- Location in Davis County
- Coordinates: 40°51′56″N 92°13′56″W﻿ / ﻿40.86556°N 92.23222°W
- Country: United States
- State: Iowa
- County: Davis

Area
- • Total: 35.90 sq mi (92.98 km^{2})
- • Land: 35.60 sq mi (92.21 km^{2})
- • Water: 0.29 sq mi (0.76 km^{2}) 0.82%
- Elevation: 751 ft (229 m)

Population (2000)
- • Total: 294
- • Density: 8.3/sq mi (3.2/km^{2})
- GNIS feature ID: 0468658

= Salt Creek Township, Davis County, Iowa =

Salt Creek Township is a township in Davis County, Iowa, United States. As of the 2000 census, its population was 294.

==History==
Salt Creek Township was organized in 1846. It took its name from Salt Creek.

==Geography==
Salt Creek Township covers an area of 35.9 square miles (92.98 square kilometers); of this, 0.29 square miles (0.76 square kilometers) or 0.82 percent is water. The stream of Salt Creek runs through this township.
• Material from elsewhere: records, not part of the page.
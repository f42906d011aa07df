//! Registry of the workload kinds the scale command can address

use std::collections::HashMap;
use std::sync::LazyLock;

/// Information about a scalable workload type
#[derive(Debug, Clone, PartialEq, Eq)]
pub struct ResourceInfo {
    pub kind: &'static str,
    pub group: &'static str,
    pub version: &'static str,
    pub plural: &'static str,
    pub aliases: &'static [&'static str],
    pub namespaced: bool,
}

/// The workloads whose scale sub-resource this tool knows how to drive.
/// The first entry is the kind implied by a bare resource name.
static WORKLOADS: &[ResourceInfo] = &[
    ResourceInfo {
        kind: "Deployment",
        group: "apps",
        version: "v1",
        plural: "deployments",
        aliases: &["deploy"],
        namespaced: true,
    },
    ResourceInfo {
        kind: "StatefulSet",
        group: "apps",
        version: "v1",
        plural: "statefulsets",
        aliases: &["sts"],
        namespaced: true,
    },
    ResourceInfo {
        kind: "ReplicaSet",
        group: "apps",
        version: "v1",
        plural: "replicasets",
        aliases: &["rs"],
        namespaced: true,
    },
];

/// Global registry of scalable workload kinds
pub static SCALABLE_REGISTRY: LazyLock<ScalableRegistry> = LazyLock::new(ScalableRegistry::new);

/// Registry for looking up workload types by kind, plural, or alias
pub struct ScalableRegistry {
    by_name: HashMap<String, &'static ResourceInfo>,
}

impl ScalableRegistry {
    fn new() -> Self {
        let mut by_name = HashMap::new();

        for info in WORKLOADS {
            by_name.insert(info.kind.to_lowercase(), info);
            by_name.insert(info.plural.to_string(), info);
            for alias in info.aliases {
                by_name.insert(alias.to_string(), info);
            }
        }

        Self { by_name }
    }

    /// Look up a workload type by kind, plural, or alias (case-insensitive)
    pub fn lookup(&self, name: &str) -> Option<&'static ResourceInfo> {
        self.by_name.get(&name.to_lowercase()).copied()
    }

    /// The kind implied when the positional argument is a bare resource name
    pub fn default_kind(&self) -> &'static ResourceInfo {
        &WORKLOADS[0]
    }

    /// All kind names, plurals, and aliases this registry resolves
    pub fn all_names(&self) -> Vec<&str> {
        let mut names: Vec<&str> = self.by_name.keys().map(String::as_str).collect();
        names.sort_unstable();
        names
    }
}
===Unincorporated towns===
- Chequest
- White Elm
(This list is based on USGS data and may include former settlements.)

===Adjacent townships===
- Washington Township, Wapello County (north)
- Des Moines Township, Jefferson County (northeast)
- Village Township, Van Buren County (east)
- Chequest Township, Van Buren County (southeast)
- Union Township (south)
- Perry Township (southwest)
- Lick Creek Township (west)
- Keokuk Township, Wapello County (northwest)

===Cemeteries===
The township contains ten cemeteries: Anderson, Bethlehem, Glasgow, Heidlebaugh, Hem, Jackson, Litgner, Mount Gilead, Pagett and Pierce.